Nicholas Carr has a new book. What are the consequences of new habits of mind that abandon sustained immersion and concentration for darting about, snagging bits of information? What is gained and what is lost?
Matthew B. Crawford, author of Shop Class As Soulcraft: The core of education is this: developing the capacity to concentrate. The fruits of this capacity we call civilization. But all that is finished, perhaps. Welcome to the shallows, where the un-educating of homo sapiens begins. Nicholas Carr does a wonderful job synthesizing the recent cognitive research. In doing so, he gently refutes the ideologists of progress, and shows what is really at stake in the daily habits of our wired lives: the re-constitution of our minds.

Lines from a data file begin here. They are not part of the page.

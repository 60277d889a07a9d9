use crate::command::Opcode;
use crate::status::StatusCode;
use std::io;
use thiserror::Error;

/// The primary error type for the `tfmini-lib` library.
#[derive(Error, Debug)]
pub enum TfminiError {
    #[error("serial port error: {0}")]
    Serial(#[from] serialport::Error),

    #[error("I/O error: {0}")]
    Io(#[from] io::Error),

    #[error("no valid measurement frame before the read deadline")]
    FrameTimeout,

    #[error("measurement frame failed checksum validation")]
    FrameChecksum,

    #[error("no reply to command {0:?} before the command deadline")]
    ReplyTimeout(Opcode),

    #[error("reply to command {0:?} failed checksum validation")]
    ReplyChecksum(Opcode),

    #[error("device reported failure for command {0:?}")]
    CommandRejected(Opcode),

    #[error("invalid frame rate {0}: must be 0, or a divisor of 1000 from the supported set")]
    InvalidFrameRate(u16),
}

impl TfminiError {
    /// Diagnostic status code corresponding to this error.
    pub fn status_code(&self) -> StatusCode {
        match self {
            TfminiError::Serial(_) | TfminiError::Io(_) => StatusCode::SerialError,
            TfminiError::FrameTimeout => StatusCode::Timeout,
            TfminiError::FrameChecksum => StatusCode::Checksum,
            TfminiError::ReplyTimeout(_) => StatusCode::Timeout,
            TfminiError::ReplyChecksum(_) => StatusCode::Checksum,
            TfminiError::CommandRejected(_) => StatusCode::Fail,
            TfminiError::InvalidFrameRate(_) => StatusCode::Other,
        }
    }
}
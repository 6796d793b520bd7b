//! Terminal UI for browsing a paper-metadata catalog.

mod action;
mod app;
mod components;
mod event;
mod theme;

pub use app::App;
pub mod catalog;
pub mod config;
pub mod error;
pub mod export;
pub mod filter;
pub mod resolve;

pub use catalog::{Catalog, LoadCache, PaperRecord};
pub use config::PaperdeckConfig;
pub use error::{PaperdeckError, Result};
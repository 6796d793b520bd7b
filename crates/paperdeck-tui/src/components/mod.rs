//! Component trait and all TUI components.
//!
//! Each component encapsulates rendering and input handling for one piece
//! of the screen.

pub mod browser;
pub mod filter_panel;
pub mod help;
pub mod status_bar;

use ratatui::layout::Rect;
use ratatui::Frame;

use crate::action::Action;

/// Trait implemented by all TUI components.
pub trait Component {
    /// Handle an action and optionally return a new action to dispatch.
    fn handle_action(&mut self, action: &Action) -> Option<Action> {
        let _ = action;
        None
    }

    /// Render the component into the given area.
    fn render(&self, frame: &mut Frame, area: Rect);
}
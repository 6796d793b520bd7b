//! Help overlay — keybinding reference.

use ratatui::layout::{Constraint, Flex, Layout, Rect};
use ratatui::style::Style;
use ratatui::text::{Line, Span};
use ratatui::widgets::{Block, Borders, Clear, Paragraph};
use ratatui::Frame;

use crate::action::Action;
use crate::components::Component;
use crate::theme::Theme;

pub struct HelpComponent {
    pub visible: bool,
}

impl HelpComponent {
    pub fn new() -> Self {
        Self { visible: false }
    }

    fn centered_rect(area: Rect, width: u16, height: u16) -> Rect {
        let vertical = Layout::vertical([
            Constraint::Min(0),
            Constraint::Length(height),
            Constraint::Min(0),
        ])
        .flex(Flex::Center)
        .split(area);

        let horizontal = Layout::horizontal([
            Constraint::Min(0),
            Constraint::Length(width),
            Constraint::Min(0),
        ])
        .flex(Flex::Center)
        .split(vertical[1]);

        horizontal[1]
    }
}

impl Component for HelpComponent {
    fn handle_action(&mut self, action: &Action) -> Option<Action> {
        match action {
            Action::ToggleHelp => {
                self.visible = !self.visible;
                None
            }
            Action::CloseOverlay | Action::Confirm | Action::ScrollUp | Action::ScrollDown
                if self.visible =>
            {
                self.visible = false;
                None
            }
            _ => None,
        }
    }

    fn render(&self, frame: &mut Frame, area: Rect) {
        if !self.visible {
            return;
        }

        let dialog = Self::centered_rect(area, 52, 15);
        frame.render_widget(Clear, dialog);

        let block = Block::default()
            .title(" Help — Keybindings ")
            .title_style(Theme::title())
            .borders(Borders::ALL)
            .border_style(Style::default().fg(Theme::accent()));

        let help_text = vec![
            Line::from(""),
            key_line("q / Ctrl+C", "Quit"),
            key_line("?", "Toggle this help"),
            key_line("Up / Down / j / k", "Select paper / scroll detail"),
            key_line("Enter", "Open / close detail view"),
            key_line("/ or f", "Edit filters and base URL"),
            key_line("e", "Export selected paper to paper.md"),
            key_line("r", "Reload the source file"),
            key_line("Esc", "Close dialog / detail"),
            Line::from(""),
            Line::from(Span::styled("── Filter form ──", Theme::header())),
            Line::from(""),
            key_line("Tab / Up / Down", "Switch field"),
            key_line("Enter", "Apply filters"),
        ];

        let paragraph = Paragraph::new(help_text).block(block);
        frame.render_widget(paragraph, dialog);
    }
}

fn key_line<'a>(key: &'a str, desc: &'a str) -> Line<'a> {
    Line::from(vec![
        Span::styled(format!("  {:<20}", key), Theme::selected()),
        Span::styled(desc, Theme::normal()),
    ])
}
//! Filter form — title query, abstract query, and base URL.
//!
//! Opened with `/`, edited in Editing mode, applied with Enter. Esc closes
//! the form without touching the active filters.

use ratatui::layout::{Constraint, Flex, Layout, Rect};
use ratatui::style::Style;
use ratatui::text::{Line, Span};
use ratatui::widgets::{Block, Borders, Clear, Paragraph};
use ratatui::Frame;

use crate::action::Action;
use crate::components::Component;
use crate::theme::Theme;

/// Which form field is currently focused.
#[derive(Debug, Clone, Copy, PartialEq, Eq)]
enum Field {
    TitleQuery,
    AbstractQuery,
    BaseUrl,
}

impl Field {
    fn next(self) -> Field {
        match self {
            Field::TitleQuery => Field::AbstractQuery,
            Field::AbstractQuery => Field::BaseUrl,
            Field::BaseUrl => Field::TitleQuery,
        }
    }

    fn prev(self) -> Field {
        match self {
            Field::TitleQuery => Field::BaseUrl,
            Field::AbstractQuery => Field::TitleQuery,
            Field::BaseUrl => Field::AbstractQuery,
        }
    }
}

pub struct FilterPanelComponent {
    pub visible: bool,
    title_query: String,
    abstract_query: String,
    base_url: String,
    focused: Field,
    /// Cursor position (byte offset) within the focused field.
    cursor: usize,
}

impl FilterPanelComponent {
    pub fn new() -> Self {
        Self {
            visible: false,
            title_query: String::new(),
            abstract_query: String::new(),
            base_url: String::new(),
            focused: Field::TitleQuery,
            cursor: 0,
        }
    }

    /// Open the form pre-filled with the currently active values.
    pub fn open(&mut self, title_query: &str, abstract_query: &str, base_url: &str) {
        self.visible = true;
        self.title_query = title_query.to_string();
        self.abstract_query = abstract_query.to_string();
        self.base_url = base_url.to_string();
        self.focused = Field::TitleQuery;
        self.cursor = self.title_query.len();
    }

    fn focused_input(&self) -> &str {
        match self.focused {
            Field::TitleQuery => &self.title_query,
            Field::AbstractQuery => &self.abstract_query,
            Field::BaseUrl => &self.base_url,
        }
    }

    fn focused_input_mut(&mut self) -> &mut String {
        match self.focused {
            Field::TitleQuery => &mut self.title_query,
            Field::AbstractQuery => &mut self.abstract_query,
            Field::BaseUrl => &mut self.base_url,
        }
    }

    fn clamp_cursor(&mut self) {
        let len = self.focused_input().len();
        if self.cursor > len {
            self.cursor = len;
        }
    }

    fn insert_char(&mut self, c: char) {
        self.clamp_cursor();
        let cursor = self.cursor;
        self.focused_input_mut().insert(cursor, c);
        self.cursor += c.len_utf8();
    }

    fn insert_str(&mut self, s: &str) {
        self.clamp_cursor();
        let cursor = self.cursor;
        self.focused_input_mut().insert_str(cursor, s);
        self.cursor += s.len();
    }

    fn delete_char(&mut self) {
        self.clamp_cursor();
        if self.cursor > 0 {
            let cursor = self.cursor;
            let input = self.focused_input_mut();
            let prev = input[..cursor]
                .char_indices()
                .next_back()
                .map(|(i, _)| i)
                .unwrap_or(0);
            input.remove(prev);
            self.cursor = prev;
        }
    }

    fn delete_word(&mut self) {
        self.clamp_cursor();
        if self.cursor > 0 {
            let cursor = self.cursor;
            let input = self.focused_input_mut();
            let mut end = cursor;
            while end > 0 && input.as_bytes().get(end - 1) == Some(&b' ') {
                end -= 1;
            }
            let mut start = end;
            while start > 0 && input.as_bytes().get(start - 1) != Some(&b' ') {
                start -= 1;
            }
            input.drain(start..cursor);
            self.cursor = start;
        }
    }

    fn focus(&mut self, field: Field) {
        self.focused = field;
        self.cursor = self.focused_input().len();
    }

    /// Render a single-line field with a block cursor when focused.
    fn render_text_field(
        text: &str,
        cursor: usize,
        is_focused: bool,
        title: &str,
        frame: &mut Frame,
        area: Rect,
    ) {
        let border_style = if is_focused {
            Style::default().fg(Theme::accent())
        } else {
            Theme::border()
        };
        let block = Block::default()
            .title(title)
            .title_style(if is_focused {
                Theme::key_hint()
            } else {
                Theme::muted()
            })
            .borders(Borders::ALL)
            .border_style(border_style);

        let display = if is_focused {
            let pos = cursor.min(text.len());
            let (before, after) = text.split_at(pos);
            let cursor_char = if after.is_empty() {
                " ".to_string()
            } else {
                after.chars().next().unwrap().to_string()
            };
            let rest = if after.len() > cursor_char.len() {
                &after[cursor_char.len()..]
            } else {
                ""
            };
            Paragraph::new(Line::from(vec![
                Span::styled(before, Theme::normal()),
                Span::styled(
                    cursor_char,
                    Style::default().fg(Theme::bg()).bg(Theme::accent()),
                ),
                Span::styled(rest, Theme::normal()),
            ]))
        } else {
            Paragraph::new(Span::styled(text, Theme::normal()))
        };

        frame.render_widget(display.block(block), area);
    }

    fn centered_rect(area: Rect, width: u16, height: u16) -> Rect {
        let vertical = Layout::vertical([
            Constraint::Min(0),
            Constraint::Length(height),
            Constraint::Min(0),
        ])
        .flex(Flex::Center)
        .split(area);

        let horizontal = Layout::horizontal([
            Constraint::Min(0),
            Constraint::Length(width),
            Constraint::Min(0),
        ])
        .flex(Flex::Center)
        .split(vertical[1]);

        horizontal[1]
    }
}

impl Component for FilterPanelComponent {
    fn handle_action(&mut self, action: &Action) -> Option<Action> {
        if !self.visible {
            return None;
        }

        match action {
            Action::CharInput(c) => {
                self.insert_char(*c);
                None
            }
            Action::BackspaceInput => {
                self.delete_char();
                None
            }
            Action::DeleteWord => {
                self.delete_word();
                None
            }
            Action::PasteBulk(text) => {
                // Single-line fields: only the first line of the paste.
                if let Some(first) = text.lines().next() {
                    self.insert_str(first);
                }
                None
            }
            Action::SwitchInputField | Action::ScrollDown => {
                self.focus(self.focused.next());
                None
            }
            Action::ScrollUp => {
                self.focus(self.focused.prev());
                None
            }
            Action::SubmitForm => {
                self.visible = false;
                Some(Action::ApplyFilters {
                    title_query: self.title_query.clone(),
                    abstract_query: self.abstract_query.clone(),
                    base_url: self.base_url.clone(),
                })
            }
            Action::CloseOverlay => {
                self.visible = false;
                None
            }
            _ => None,
        }
    }

    fn render(&self, frame: &mut Frame, area: Rect) {
        if !self.visible {
            return;
        }

        let dialog = Self::centered_rect(area, 64.min(area.width), 13);
        frame.render_widget(Clear, dialog);

        let block = Block::default()
            .title(" Filters ")
            .title_style(Theme::title())
            .borders(Borders::ALL)
            .border_style(Style::default().fg(Theme::accent()));

        let inner = block.inner(dialog);
        frame.render_widget(block, dialog);

        let chunks = Layout::vertical([
            Constraint::Length(3), // Title query
            Constraint::Length(3), // Abstract query
            Constraint::Length(3), // Base URL
            Constraint::Length(2), // Hints
        ])
        .split(inner);

        Self::render_text_field(
            &self.title_query,
            self.cursor,
            self.focused == Field::TitleQuery,
            " Search title ",
            frame,
            chunks[0],
        );
        Self::render_text_field(
            &self.abstract_query,
            self.cursor,
            self.focused == Field::AbstractQuery,
            " Search abstract ",
            frame,
            chunks[1],
        );
        Self::render_text_field(
            &self.base_url,
            self.cursor,
            self.focused == Field::BaseUrl,
            " Base URL (for relative links) ",
            frame,
            chunks[2],
        );

        let hints = Paragraph::new(Line::from(vec![
            Span::styled(" [Enter]", Theme::key_hint()),
            Span::styled(" apply  ", Theme::dim()),
            Span::styled("[Tab/↑↓]", Theme::key_hint()),
            Span::styled(" field  ", Theme::dim()),
            Span::styled("[Esc]", Theme::key_hint()),
            Span::styled(" cancel", Theme::dim()),
        ]));
        frame.render_widget(hints, chunks[3]);
    }
}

What emerges for the reader, inexorably, is the suspicion that we have well and truly screwed ourselves.
Winifred Gallagher: You can't be happy all the time, but you can pretty much focus all the time. That's about as good as it gets.
Neal Stephenson: There's a gap emerging between the kind of thinking that requires long, uninterrupted, serious concentration on something and superficial surfing behaviour.
Russel Arben Fox: In becoming jugglers of information we are actually making it -- neurologically, psychologically, structurally -- harder and harder for our own brains to do anything otherwise.
Samantha Power: There are great benefits to connectedness, but we haven't wrapped our minds around the costs.
Dave Eggers: It's just sort of like: 'Why does everything have to be on the screen?'
David Lynch: Some things we forget. But many things we remember on the mental screen, which is the biggest screen of all.
Daniel Dennett: We have a population explosion of ideas, but not enough brains to cover them.